Beat the Dots

Time issues: one, Beat the dots

The Poetry Book Society lists suggested new books on their website, and an analysis of their list for four quarters of 2023 yields a little over 300 British titles. (If you include anthologies and foreign poets, the figure is over 400.) The reader will forgive us for not actually listing these books. Anyway, this gives us 320 things that literally happened during 2023.

Analysis of these data points could allow them to be mapped on a whiteboard as a scatter pattern. We could then draw ones that would group the dots into things like trend lines and clusters of higher density. Comparison with an earlier date, say the year 2000, would then give us a first-stage model of change through time. That is an optimistic account, and, however much the concerned audience would like to hear an answer to the question “what just happened?”, it does not seem that we can either reduce 300 books to a single graph or find a clear curve that sums up the direction of travel.
One way of answering the question is to brandish this list and say “these three hundred things happened”. That is a true answer, for once, and, in any case, we need the dots because the test of any emergent curve is that it should pass through the dots and so not give a visibly false account of the underlying data.
A better question may be “what 300 things just happened?”
Another true fact is that the last classic survey anthology was ‘Dear World’, back in 2012. That was a classic work, presumably still is. We are owed a survey anthology. Obviously, if you have 200 significant new poets, it is logistically difficult to anthologise them.

We can say that the volume of output is increasing. Fairly complete figures indicate that the number of titles, by individual poets, rose by roughly 33% between 2000 and 2019.

The PBS list is a proxy indicator for significant events in poetry in that year. Improving on it would ask for a witness with relevant knowledge. With more information, that person might say that many of these titles are not significant, or that many titles not included on the list are significant.
A step towards finding valid patterns might be to divide the whole set into subsets which have more coherence and continuity. Internal coherence, continuity over time. If you could identify 50 cells which individual books would fit tidily inside, you could describe a particular cell in 2000 and then see what it looked like in 2020.

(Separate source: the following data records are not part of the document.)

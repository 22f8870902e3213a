use tracing_subscriber::EnvFilter;

/// Install the global fmt subscriber.
///
/// `binary` is the calling binary's crate name; info-level output is enabled
/// for it and for this library on top of whatever `RUST_LOG` selects.
pub fn init_tracing(binary: &str) {
    let mut filter = EnvFilter::try_from_default_env().unwrap_or_else(|_| EnvFilter::new("warn"));
    for target in ["energy_collector", binary] {
        match format!("{target}=info").parse() {
            Ok(directive) => filter = filter.add_directive(directive),
            Err(e) => eprintln!("ignoring log directive for {target}: {e}"),
        }
    }

    tracing_subscriber::fmt()
        .with_env_filter(filter)
        .with_target(false)
        .init();
}
use std::{
    collections::{BTreeMap, BTreeSet},
    path::Path,
};

use super::{clean_headers, column_index, open_reader};
use crate::{
    domain::{RequestMonth, ENERGY_COLUMNS, REQUEST_MONTH_COLUMN},
    Error, Result,
};

/// File name of a complex's energy file.
///
/// Path separators in the display name are replaced so the file always lands
/// directly in the energy directory.
pub fn energy_file_name(code: &str, name: &str) -> String {
    format!("{}_{}.csv", code, sanitize(name))
}

pub(crate) fn sanitize(name: &str) -> String {
    name.trim()
        .chars()
        .map(|c| if matches!(c, '/' | '\\') { '-' } else { c })
        .collect()
}

/// Recover `(code, name)` from an energy or analysis file name.
pub fn decode_file_name(file_name: &str) -> Option<(String, String)> {
    let stem = file_name.strip_suffix(".csv")?;
    let stem = stem.strip_suffix("_analysis").unwrap_or(stem);
    let (code, name) = stem.split_once('_')?;
    if code.is_empty() {
        return None;
    }
    Some((code.to_string(), name.to_string()))
}

/// Months already present in a complex's energy file.
///
/// A missing file has collected nothing yet.
pub fn collected_months(path: &Path) -> Result<BTreeSet<RequestMonth>> {
    if !path.exists() {
        return Ok(BTreeSet::new());
    }

    let mut rdr = open_reader(path)?;
    let headers = clean_headers(rdr.headers()?);
    let month_idx = column_index(&headers, REQUEST_MONTH_COLUMN, path)?;

    let mut months = BTreeSet::new();
    for record in rdr.records() {
        let record = record?;
        let raw = record.get(month_idx).unwrap_or("");
        months.insert(RequestMonth::parse_lenient(raw)?);
    }
    Ok(months)
}

/// One month of numeric readings loaded for analysis.
#[derive(Debug, Clone, PartialEq)]
pub struct EnergyRow {
    pub month: RequestMonth,
    /// Known reading columns with a parseable value; blanks are left out.
    pub readings: BTreeMap<String, f64>,
}

impl EnergyRow {
    pub fn reading(&self, column: &str) -> Option<f64> {
        self.readings.get(column).copied()
    }

    /// True when no known reading column carries a non-zero value.
    pub fn is_all_zero(&self) -> bool {
        self.readings.values().all(|v| *v == 0.0)
    }
}

/// Load the known reading columns of an energy file.
pub fn load_energy_rows(path: &Path) -> Result<Vec<EnergyRow>> {
    let mut rdr = open_reader(path)?;
    let headers = clean_headers(rdr.headers()?);
    let month_idx = column_index(&headers, REQUEST_MONTH_COLUMN, path)?;
    let reading_cols: Vec<(usize, &str)> = ENERGY_COLUMNS
        .iter()
        .filter_map(|col| headers.iter().position(|h| h == *col).map(|idx| (idx, *col)))
        .collect();

    let mut rows = Vec::new();
    for record in rdr.records() {
        let record = record?;
        let raw_month = record.get(month_idx).unwrap_or("");
        let month = RequestMonth::parse_lenient(raw_month)
            .map_err(|_| Error::InvalidMonth(format!("{raw_month} in {}", path.display())))?;

        let readings = reading_cols
            .iter()
            .filter_map(|(idx, col)| {
                let value = record.get(*idx)?.trim().parse::<f64>().ok()?;
                value.is_finite().then(|| (col.to_string(), value))
            })
            .collect();

        rows.push(EnergyRow { month, readings });
    }
    Ok(rows)
}

#[cfg(test)]
mod tests {
    use super::*;
    use crate::store::analysis_queries::analysis_file_name;
    use std::fs;

    #[test]
    fn file_names_round_trip_through_decoding() {
        assert_eq!(energy_file_name("A1", "Sample Heights"), "A1_Sample Heights.csv");
        assert_eq!(
            decode_file_name("A1_Sample_Heights.csv"),
            Some(("A1".to_string(), "Sample_Heights".to_string()))
        );
        assert_eq!(
            decode_file_name(&analysis_file_name("A1", "Hill/Park")),
            Some(("A1".to_string(), "Hill-Park".to_string()))
        );
        assert_eq!(decode_file_name("nocode.csv"), None);
        assert_eq!(decode_file_name("A1_name.txt"), None);
    }

    #[test]
    fn collected_months_of_missing_file_is_empty() {
        let dir = tempfile::tempdir().unwrap();
        assert!(collected_months(&dir.path().join("A1_x.csv")).unwrap().is_empty());
    }

    #[test]
    fn collected_months_normalises_numeric_forms() {
        let dir = tempfile::tempdir().unwrap();
        let path = dir.path().join("A1_x.csv");
        fs::write(&path, "\u{feff}requestMonth,heat\n202001,1\n202002.0,2\n 202003 ,3\n").unwrap();

        let months: Vec<String> = collected_months(&path)
            .unwrap()
            .iter()
            .map(ToString::to_string)
            .collect();
        assert_eq!(months, vec!["202001", "202002", "202003"]);
    }

    #[test]
    fn collected_months_requires_request_month_column() {
        let dir = tempfile::tempdir().unwrap();
        let path = dir.path().join("A1_x.csv");
        fs::write(&path, "month,heat\n202001,1\n").unwrap();

        assert!(matches!(collected_months(&path), Err(Error::MissingColumn { .. })));
    }

    #[test]
    fn energy_rows_keep_only_known_parseable_readings() {
        let dir = tempfile::tempdir().unwrap();
        let path = dir.path().join("A1_x.csv");
        fs::write(
            &path,
            "requestMonth,kaptCode,heat,hheat,elect\n202001,A1,10.5,,0\n202101,A1,0,0,0\n",
        )
        .unwrap();

        let rows = load_energy_rows(&path).unwrap();
        assert_eq!(rows.len(), 2);
        assert_eq!(rows[0].reading("heat"), Some(10.5));
        assert_eq!(rows[0].reading("hheat"), None);
        assert_eq!(rows[0].reading("kaptCode"), None);
        assert!(!rows[0].is_all_zero());
        assert!(rows[1].is_all_zero());
    }
}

One view would be that all 300 titles are original and embody a unique artistic sensibility. That seems a little over-optimistic. (But, all the 74 poets in Dear World probably are original. They aren’t repeating ideas, or, if they are, it is at some inconspicuous level of organisation. In an odd way, the book describes "a generation of dissimilarity" rather than a raft of shared feelings.)
If you pick up a book published in the 1950s, an original I mean, there is a certain Fifties atmosphere which it gives off. This is evocative, if you are a nostalgic person. Certainly if you were alive in the Fifties, or soon after. We can say that there are seven or eight different “airs of the time” for the present decade. That is a step forward, I suppose.
Placing works of art as dots on a board presupposes that they can be classified. That is already a problem. Anyone who finds a poem unoriginal is making an act of classification. And everyone can do this. This is quite a complex act of memory. It is also intuitive, and turning it into an articulate, shareable, statement is demanding. Classification can only be valid if it matches those intuitive perceptions. We have to go through the stage of verbal classification in order to share any reaction with each other. And the desire to repeat pleasurable sensations tells us to find what is similar to what we have just enjoyed.

(This is a start point. The issue doesn't exist yet, but the idea is clearly going to be about Time.)